3 Ways to Identify Third-Degree Burns

1. Identify the Depth of Third-Degree Burns

Third-degree burns are the most serious level of burns. All layers of the skin (epidermis, dermis and hypodermis) are involved, and the damage can go so deep as to include fat, muscle and bone. Third-degree burns will present with redness and swelling quite similar to first- and second-degree burns, but will not blanch when touched. The skin will appear waxy white, charred or leathery. In addition, coagulated blood vessels are visible below the burned skin surface

2. Evaluate the Level of Pain

Because of the depth of the damage, the burn victim might not feel pain immediately. In the initial symptoms the amount of pain indicates the level of burn. The nerve endings are destroyed when the damage passes the dermis. The area may even feel numb initially. If pain is present at the onset of injury, it is most likely coming from areas of second-degree burns or the surrounding tissue.

3. The Assessment in the Emergency Room

Doctors in the emergency room will assess the burn site and evaluate the cause of the burn to determine whether other injuries may be present. For instance, if the source of the burn is identified as a house fire, the potential for damage caused by smoke inhalation is very high. Likewise, they will check for possible carbon monoxide poisoning, if the situation warrants.

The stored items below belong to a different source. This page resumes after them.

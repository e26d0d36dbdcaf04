//! Image I/O operations service
//!
//! Keeps container decoding and encoding out of the segmentation core, which
//! only ever sees a [`PixelGrid`].

use crate::{
    config::OutputFormat,
    error::{BgRemovalError, Result},
    services::format::OutputFormatHandler,
    types::PixelGrid,
};
use image::{DynamicImage, ImageFormat};
use std::io::Cursor;
use std::path::Path;

/// Service for handling image file input/output operations
pub struct ImageIOService;

impl ImageIOService {
    /// Load an image from a file path
    ///
    /// Falls back to content sniffing when the extension is wrong or missing.
    ///
    /// # Examples
    /// ```rust,no_run
    /// use sticker_bgremove::services::ImageIOService;
    ///
    /// let image = ImageIOService::load_image("sticker.png")?;
    /// # Ok::<(), Box<dyn std::error::Error>>(())
    /// ```
    pub fn load_image<P: AsRef<Path>>(path: P) -> Result<DynamicImage> {
        let path_ref = path.as_ref();

        if !path_ref.exists() {
            return Err(BgRemovalError::file_io_error(
                "read image file",
                path_ref,
                &std::io::Error::new(std::io::ErrorKind::NotFound, "file does not exist"),
            ));
        }

        match image::open(path_ref) {
            Ok(img) => Ok(img),
            Err(e) => {
                log::debug!(
                    "Extension-based loading failed for {}: {}. Attempting content-based detection.",
                    path_ref.display(),
                    e
                );

                let data = std::fs::read(path_ref).map_err(|io_err| {
                    BgRemovalError::file_io_error("read image data", path_ref, &io_err)
                })?;

                if data.is_empty() {
                    return Err(BgRemovalError::empty_input(format!(
                        "{} is empty",
                        path_ref.display()
                    )));
                }

                image::load_from_memory(&data).map_err(|content_err| {
                    let extension = path_ref
                        .extension()
                        .and_then(|s| s.to_str())
                        .unwrap_or("unknown");

                    BgRemovalError::processing_stage_error(
                        "image loading",
                        &format!(
                            "Failed to load image with both extension-based ({}) and content-based detection. Extension error: {}. Content error: {}",
                            extension, e, content_err
                        ),
                        Some(&format!("path: {}, size: {} bytes", path_ref.display(), data.len())),
                    )
                })
            },
        }
    }

    /// Load an image file straight into a [`PixelGrid`]
    pub fn load_grid<P: AsRef<Path>>(path: P) -> Result<PixelGrid> {
        PixelGrid::from_dynamic(&Self::load_image(path)?)
    }

    /// Decode an image from encoded bytes (PNG, JPEG, WebP, TIFF, ...)
    ///
    /// # Errors
    /// - `EmptyInput` for a zero-length buffer
    /// - `Processing` when the bytes are not a decodable image
    pub fn load_from_bytes(bytes: &[u8]) -> Result<DynamicImage> {
        if bytes.is_empty() {
            return Err(BgRemovalError::empty_input("image byte buffer is empty"));
        }
        image::load_from_memory(bytes).map_err(|e| {
            BgRemovalError::processing(format!("Failed to decode image from bytes: {}", e))
        })
    }

    /// Load an image from an async reader
    ///
    /// # Examples
    /// ```rust,no_run
    /// use sticker_bgremove::services::ImageIOService;
    /// use tokio::fs::File;
    ///
    /// # async fn example() -> anyhow::Result<()> {
    /// let file = File::open("sticker.png").await?;
    /// let image = ImageIOService::load_from_reader(file).await?;
    /// # Ok(())
    /// # }
    /// ```
    pub async fn load_from_reader<R: tokio::io::AsyncRead + Unpin>(
        mut reader: R,
    ) -> Result<DynamicImage> {
        use tokio::io::AsyncReadExt;

        let mut buffer = Vec::new();
        AsyncReadExt::read_to_end(&mut reader, &mut buffer)
            .await
            .map_err(|e| {
                BgRemovalError::processing(format!("Failed to read from stream: {}", e))
            })?;

        Self::load_from_bytes(&buffer)
    }

    /// Guess the container format from magic bytes
    #[must_use]
    pub fn detect_format(bytes: &[u8]) -> Option<ImageFormat> {
        image::guess_format(bytes).ok()
    }

    /// Encode a grid into the requested output format
    ///
    /// `quality` is only used for JPEG. JPEG output drops alpha.
    pub fn encode(grid: &PixelGrid, format: OutputFormat, quality: u8) -> Result<Vec<u8>> {
        if format == OutputFormat::Rgba8 {
            return Ok(grid.as_raw().to_vec());
        }

        let image = OutputFormatHandler::convert_format(grid.clone().into_rgba_image()?, format);
        let mut buffer = Vec::new();
        let mut cursor = Cursor::new(&mut buffer);

        let result = match format {
            OutputFormat::Jpeg => {
                let encoder =
                    image::codecs::jpeg::JpegEncoder::new_with_quality(&mut cursor, quality);
                image.write_with_encoder(encoder)
            },
            OutputFormat::Png => image.write_to(&mut cursor, ImageFormat::Png),
            OutputFormat::WebP => image.write_to(&mut cursor, ImageFormat::WebP),
            OutputFormat::Tiff => image.write_to(&mut cursor, ImageFormat::Tiff),
            OutputFormat::Rgba8 => Ok(()),
        };

        result.map_err(|e| {
            BgRemovalError::processing_stage_error(
                "image encode",
                &format!("Failed to encode as {}: {}", format, e),
                Some(&format!("{}x{}", grid.width(), grid.height())),
            )
        })?;

        Ok(buffer)
    }

    /// Encode a grid and write it to `path`, creating parent directories
    pub fn save_grid(
        grid: &PixelGrid,
        path: &Path,
        format: OutputFormat,
        quality: u8,
    ) -> Result<()> {
        if let Some(parent) = path.parent().filter(|p| !p.as_os_str().is_empty()) {
            std::fs::create_dir_all(parent).map_err(|e| {
                BgRemovalError::file_io_error("create output directory", parent, &e)
            })?;
        }

        let bytes = Self::encode(grid, format, quality)?;
        std::fs::write(path, bytes)
            .map_err(|e| BgRemovalError::file_io_error("write output image", path, &e))?;

        log::debug!("Saved {} output to {}", format, path.display());
        Ok(())
    }

    /// Encode a grid and write it to an async writer
    ///
    /// Returns the number of bytes written.
    pub async fn save_to_writer<W: tokio::io::AsyncWrite + Unpin>(
        grid: &PixelGrid,
        mut writer: W,
        format: OutputFormat,
        quality: u8,
    ) -> Result<u64> {
        use tokio::io::AsyncWriteExt;

        let bytes = Self::encode(grid, format, quality)?;

        AsyncWriteExt::write_all(&mut writer, &bytes)
            .await
            .map_err(|e| BgRemovalError::processing(format!("Failed to write to stream: {}", e)))?;
        AsyncWriteExt::flush(&mut writer)
            .await
            .map_err(|e| BgRemovalError::processing(format!("Failed to flush stream: {}", e)))?;

        Ok(bytes.len() as u64)
    }

    /// Check if a file path has a supported image extension
    pub fn is_supported_format<P: AsRef<Path>>(path: P) -> bool {
        path.as_ref()
            .extension()
            .and_then(|ext| ext.to_str())
            .is_some_and(|ext| {
                matches!(
                    ext.to_lowercase().as_str(),
                    "jpg" | "jpeg" | "png" | "webp" | "tiff" | "tif"
                )
            })
    }
}
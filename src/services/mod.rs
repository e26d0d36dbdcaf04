//! Services that keep I/O, format handling and progress out of the engine

pub mod format;
pub mod io;
pub mod progress;

pub use format::OutputFormatHandler;
pub use io::ImageIOService;
pub use progress::{
    ConsoleProgressReporter, NoOpProgressReporter, ProcessingStage, ProgressReporter,
    ProgressTracker, ProgressUpdate,
};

Another part of the assessment includes rating the severity by the amount of total body surface area (BSA) that is affected. A standardized "rule of nines" is used to evaluate the third-degree burn rating. For example, each leg and foot together is considered 18 percent of BSA; the genital area is 1 percent; the head and neck are 9 percent. Third-degree burns are considered minor if the BSA is less than 2 percent, 2 to 10 percent are moderate and any BSA greater than 10 percent is critical. Third-degree burns on the hands, feet, face or genitals are automatically considered in the critical category.